# What Should Students With 83% Aggregate Do Now?



## rabi (Oct 1, 2012)

now what! admissions arn't open in any university now ...what do you guys plan to do???


----------



## bkn (Sep 6, 2012)

well you should have applied to a private medical college too...now look for colleges that still have some seats left..or you could repeat...because I can tell you that students with less than 84% don't have a chance now in any government medical college for mbbs.

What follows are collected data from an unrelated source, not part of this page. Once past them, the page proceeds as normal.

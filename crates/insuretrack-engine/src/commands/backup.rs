//! Admin backup commands over [`insuretrack_store::BackupManager`]

use std::path::Path;
use std::time::Instant;

use insuretrack_core::{log_op_end, log_op_error, log_op_start, Action, Actor};
use insuretrack_store::errors::Result;
use insuretrack_store::{BackupEntry, BackupOutcome, RestoreOutcome};
use rusqlite::Connection;

use super::context::{elapsed_ms, Services};

/// Write a snapshot to the configured backup directory
///
/// # Errors
/// `Forbidden` for non-admins; persistence, serialization or I/O failures.
pub fn create_backup(actor: &Actor, conn: &mut Connection, services: &Services) -> Result<BackupOutcome> {
    log_op_start!("backup_data", actor_id = actor.user_id);
    let start = Instant::now();

    let outcome = services
        .authorize(actor, &Action::ManageBackups)
        .and_then(|()| services.backups.backup_data(conn))
        .map_err(|e| {
            log_op_error!("backup_data", e.clone(), duration_ms = elapsed_ms(start));
            e
        })?;

    log_op_end!(
        "backup_data",
        duration_ms = elapsed_ms(start),
        backup_file = %outcome.path.display(),
        users = outcome.counts.users,
        policies = outcome.counts.policies,
        claims = outcome.counts.claims,
        notifications = outcome.counts.notifications
    );
    Ok(outcome)
}

/// Replace all data with a snapshot; `file` defaults to the latest one
///
/// # Errors
/// `Forbidden` for non-admins; otherwise whatever
/// [`insuretrack_store::BackupManager::restore_data`] reports, in which case
/// the database is unchanged.
pub fn restore_backup(
    actor: &Actor,
    file: Option<&Path>,
    conn: &mut Connection,
    services: &Services,
) -> Result<RestoreOutcome> {
    log_op_start!("restore_data", actor_id = actor.user_id);
    let start = Instant::now();

    let outcome = services
        .authorize(actor, &Action::ManageBackups)
        .and_then(|()| services.backups.restore_data(conn, file))
        .map_err(|e| {
            log_op_error!("restore_data", e.clone(), duration_ms = elapsed_ms(start));
            e
        })?;

    log_op_end!(
        "restore_data",
        duration_ms = elapsed_ms(start),
        backup_file = %outcome.source.display(),
        backup_timestamp = outcome.timestamp.as_str()
    );
    Ok(outcome)
}

/// History snapshots, newest first
///
/// # Errors
/// `Forbidden` for non-admins; I/O failures while scanning.
pub fn list_backups(actor: &Actor, services: &Services) -> Result<Vec<BackupEntry>> {
    log_op_start!("list_backups", actor_id = actor.user_id);
    let start = Instant::now();

    let backups = services
        .authorize(actor, &Action::ManageBackups)
        .and_then(|()| services.backups.list_backups())
        .map_err(|e| {
            log_op_error!("list_backups", e.clone(), duration_ms = elapsed_ms(start));
            e
        })?;

    log_op_end!("list_backups", duration_ms = elapsed_ms(start), count = backups.len());
    Ok(backups)
}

the merit has risen so much this year that it is scary....what is this world coming to...? it is, like, humanly impossible to get into a government medical college now...something needs to be done ...the education policies and syllabi are to be revised because if this keeps up, then soon thousands of well deserving students won't make it to government colleges.


----------



## xain khalid (Nov 16, 2012)

do 84.13 has any chance left in 2nd list bkn? plz tell & what about bds list. m asking for my friend.,who is so disappointed now


----------



## Iqra19 (Oct 3, 2012)

Same here.... Does 84.2 have any chance, anywhere???


----------



## rockstar (Nov 4, 2012)

difference between ist and 2nd list will be of 0.6 only..as far as i guess


----------



## xain khalid (Nov 16, 2012)

really rockstar ??????? and what about bds list, any info of bds closing merit??


----------



## rockstar (Nov 4, 2012)

dont know about bds..


----------



## Iqra19 (Oct 3, 2012)

What was the difference between 1st n 2nd merit list, the previous year? What was the merit of BDS previous year?


----------



## rabi (Oct 1, 2012)

bkn said:


> well you should have applied to a private medical college too...now look for colleges that still have some seats left..or you could repeat...because I can tell you that students with less than 84% don't have a chance now in any government medical college for mbbs.
> 
> the merit has risen so much this year that it is scary....what is this world coming to...? it is, like, humanly impossible to get into a government medical college now...something needs to be done ...the education policies and syllabi are to be revised because if this keeps up, then soon thousands of well deserving students won't make it to government colleges.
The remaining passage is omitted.